A three parts series to cover anomaly detection using Elasticsearch and Kibana. My goal is to provide a digestible introduction to anomaly detection without diving too deep into data science. I'll guide you through creating your first anomaly detection job through Kibana then adding alerts on top. Hoping to excite you to explore the incredible ML capabilities of the Elastic stack.

Part 1: Get started with anomaly detection (you're here)
Part 2: Create your first anomaly detection job  (coming next week)
Part 3: Add alerting to your ML jobs (coming later)

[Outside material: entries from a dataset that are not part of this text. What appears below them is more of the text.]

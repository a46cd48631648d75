use anyhow::{bail, Context};
use pixmill_processing::{
    Color, EncodedImage, ImageTransformer, Operation, OutputFormat, OutputSpec, Pipeline,
    PixelBuffer,
};
use std::path::Path;

pub const SELF_TEST_WIDTH: u32 = 300;
pub const SELF_TEST_HEIGHT: u32 = 200;
pub const SELF_TEST_QUALITY: u8 = 90;

/// Initialize tracing for CLI binaries.
pub fn init_tracing() {
    tracing_subscriber::fmt()
        .with_env_filter(
            tracing_subscriber::EnvFilter::try_from_default_env()
                .unwrap_or_else(|_| tracing_subscriber::EnvFilter::new("info")),
        )
        .with_writer(std::io::stderr)
        .init();
}

/// Build a pipeline from `--ops <file>` or `--op <json>`; neither means no operations.
pub fn load_pipeline(ops_file: Option<&Path>, op_json: Option<&str>) -> anyhow::Result<Pipeline> {
    match (ops_file, op_json) {
        (Some(_), Some(_)) => bail!("--ops and --op cannot be used together"),
        (Some(path), None) => {
            let json = std::fs::read_to_string(path)
                .with_context(|| format!("Failed to read operations file {}", path.display()))?;
            Pipeline::from_json(&json)
                .with_context(|| format!("Invalid operations in {}", path.display()))
        }
        (None, Some(json)) => Pipeline::from_json(json).context("Invalid --op JSON"),
        (None, None) => Ok(Pipeline::new()),
    }
}

/// Explicit `--format`, otherwise the output file extension
pub fn resolve_output_format(output: &Path, explicit: Option<&str>) -> anyhow::Result<OutputFormat> {
    if let Some(format) = explicit {
        return Ok(OutputFormat::parse(format)?);
    }
    let extension = output
        .extension()
        .and_then(|ext| ext.to_str())
        .with_context(|| {
            format!(
                "Cannot infer output format from {}; pass --format",
                output.display()
            )
        })?;
    OutputFormat::from_extension(extension)
        .with_context(|| format!("Unknown output extension: {}", extension))
}

/// Red canvas with white text, encoded as JPEG
pub fn render_self_test(transformer: &ImageTransformer) -> anyhow::Result<EncodedImage> {
    let canvas = PixelBuffer::new(SELF_TEST_WIDTH, SELF_TEST_HEIGHT, [255, 0, 0, 255])?;
    let pipeline = Pipeline::new().then(Operation::Text {
        text: "Pixmill self-test".to_string(),
        x: 20,
        y: 90,
        size: 16,
        color: Color::WHITE,
        font_path: None,
    });
    let output = OutputSpec::new(OutputFormat::Jpeg).with_quality(SELF_TEST_QUALITY);
    Ok(transformer.render(canvas, &pipeline, output)?)
}

#[cfg(test)]
mod tests {
    use super::*;
    use std::io::Write;

    #[test]
    fn test_resolve_output_format() {
        assert_eq!(
            resolve_output_format(Path::new("out.JPG"), None).unwrap(),
            OutputFormat::Jpeg
        );
        assert_eq!(
            resolve_output_format(Path::new("out.bin"), Some("webp")).unwrap(),
            OutputFormat::Webp
        );
        assert!(resolve_output_format(Path::new("out"), None).is_err());
        assert!(resolve_output_format(Path::new("out.tiff"), None).is_err());
        assert!(resolve_output_format(Path::new("out.png"), Some("tiff")).is_err());
    }

    #[test]
    fn test_load_pipeline_sources() {
        assert!(load_pipeline(None, None).unwrap().is_empty());

        let pipeline = load_pipeline(None, Some(r#"{"op":"sepia"}"#)).unwrap();
        assert_eq!(pipeline.operations(), &[Operation::Sepia]);

        let mut file = tempfile::NamedTempFile::new().unwrap();
        write!(
            file,
            r#"[{{"op":"resize","width":10,"height":10}},{{"op":"invert"}}]"#
        )
        .unwrap();
        let pipeline = load_pipeline(Some(file.path()), None).unwrap();
        assert_eq!(pipeline.len(), 2);

        assert!(load_pipeline(Some(file.path()), Some(r#"{"op":"sepia"}"#)).is_err());
        assert!(load_pipeline(Some(Path::new("/nonexistent/ops.json")), None).is_err());
        assert!(load_pipeline(None, Some(r#"{"op":"emboss"}"#)).is_err());
    }

    #[test]
    fn test_render_self_test() {
        let encoded = render_self_test(&ImageTransformer::default()).unwrap();
        assert_eq!(encoded.format, OutputFormat::Jpeg);
        assert_eq!(encoded.quality, SELF_TEST_QUALITY);
        assert_eq!((encoded.width, encoded.height), (300, 200));
        assert_eq!(&encoded.bytes[..2], &[0xFF, 0xD8]);
    }
}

Not so long ago, machine learning (ML) and applications like anomaly detection were only accessible to ML specialists and seasoned data analysts. Lucky for us, solutions like Elasticsearch and Kibana allow data professionals and engineers to gain unique insights from their data through ML quickly and with ease.

I've recently read the book Machine learning with the Elastic Stack, the main driver for writing this series. I highly recommend reading this book if this article piques your interest as it goes into great detail explaining Elastic's ML capabilities, configurations, and applications in practice.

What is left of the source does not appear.